A graduate of Radcliffe College (now part of Harvard University), Dr. Chodorow earned her Ph.D. in sociology from Brandeis University in Massachusetts. While there, she was exposed to extensive research on mother-son relationships, leading her to question why there was little scholarship on mother-daughter relationships. This topic was the center of Dr. Chodorow’s doctoral dissertation, which was later published as her first book, The Reproduction of Mothering: Psychoanalysis and the Sociology of Gender (University of California Press, 1978). The monograph would become one of the most influential works in the field of psychoanalytic feminism.
Throughout her career, Dr. Chodorow continued her scholarship on how mothering shapes psychological development and social roles. In addition to The Reproduction of Mothering, she was the author of five other books on feminist and gender theories.

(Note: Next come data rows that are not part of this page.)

// Response codes carried in the envelope's `code` attribute.

pub const UNKNOWN_COMMAND: u16 = 1;
pub const BAD_XPATH: u16 = 6;
pub const OBJECT_NOT_PRESENT: u16 = 7;
pub const OBJECT_NOT_UNIQUE: u16 = 8;
pub const REFERENCE_COUNT_NOT_ZERO: u16 = 10;
pub const INTERNAL_ERROR: u16 = 11;
pub const INVALID_OBJECT: u16 = 12;
pub const OPERATION_NOT_POSSIBLE: u16 = 14;
pub const OPERATION_DENIED: u16 = 15;
pub const UNAUTHORIZED: u16 = 16;
pub const INVALID_COMMAND: u16 = 17;
pub const MALFORMED_COMMAND: u16 = 18;
pub const SUCCESS: u16 = 19;
pub const SUCCESS_NO_CHANGE: u16 = 20;
pub const INTERNAL_ERROR_ALT: u16 = 21;
pub const SESSION_TIMED_OUT: u16 = 22;

/// Codes 2-5, 11 and 21 are the device's "internal error" family, the
/// only ones that say nothing about the request itself.
pub fn is_internal_error(code: u16) -> bool {
    matches!(code, 2..=5 | INTERNAL_ERROR | INTERNAL_ERROR_ALT)
}

/// Short human label for a code, used in error messages.
pub fn describe(code: u16) -> &'static str {
    match code {
        UNKNOWN_COMMAND => "unknown command",
        2..=5 | INTERNAL_ERROR | INTERNAL_ERROR_ALT => "internal error",
        BAD_XPATH => "bad xpath",
        OBJECT_NOT_PRESENT => "object not present",
        OBJECT_NOT_UNIQUE => "object not unique",
        REFERENCE_COUNT_NOT_ZERO => "reference count not zero",
        INVALID_OBJECT => "invalid object",
        OPERATION_NOT_POSSIBLE => "operation not possible",
        OPERATION_DENIED => "operation denied",
        UNAUTHORIZED => "unauthorized",
        INVALID_COMMAND => "invalid command",
        MALFORMED_COMMAND => "malformed command",
        SUCCESS | SUCCESS_NO_CHANGE => "success",
        SESSION_TIMED_OUT => "session timed out",
        _ => "unrecognized code",
    }
}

Dr. Chodorow joined the UC Berkeley faculty in 1986 as a member of the sociology department. She went on to play a key role in founding the university’s gender and women’s studies department. During her tenure, she also practiced as a psychoanalyst and faculty member with the San Francisco Psychoanalytic Institute. After her retirement, she relocated to Cambridge, Massachusetts, where she taught at the Boston Psychoanalytic Society and Institute, as well as Harvard Medical School.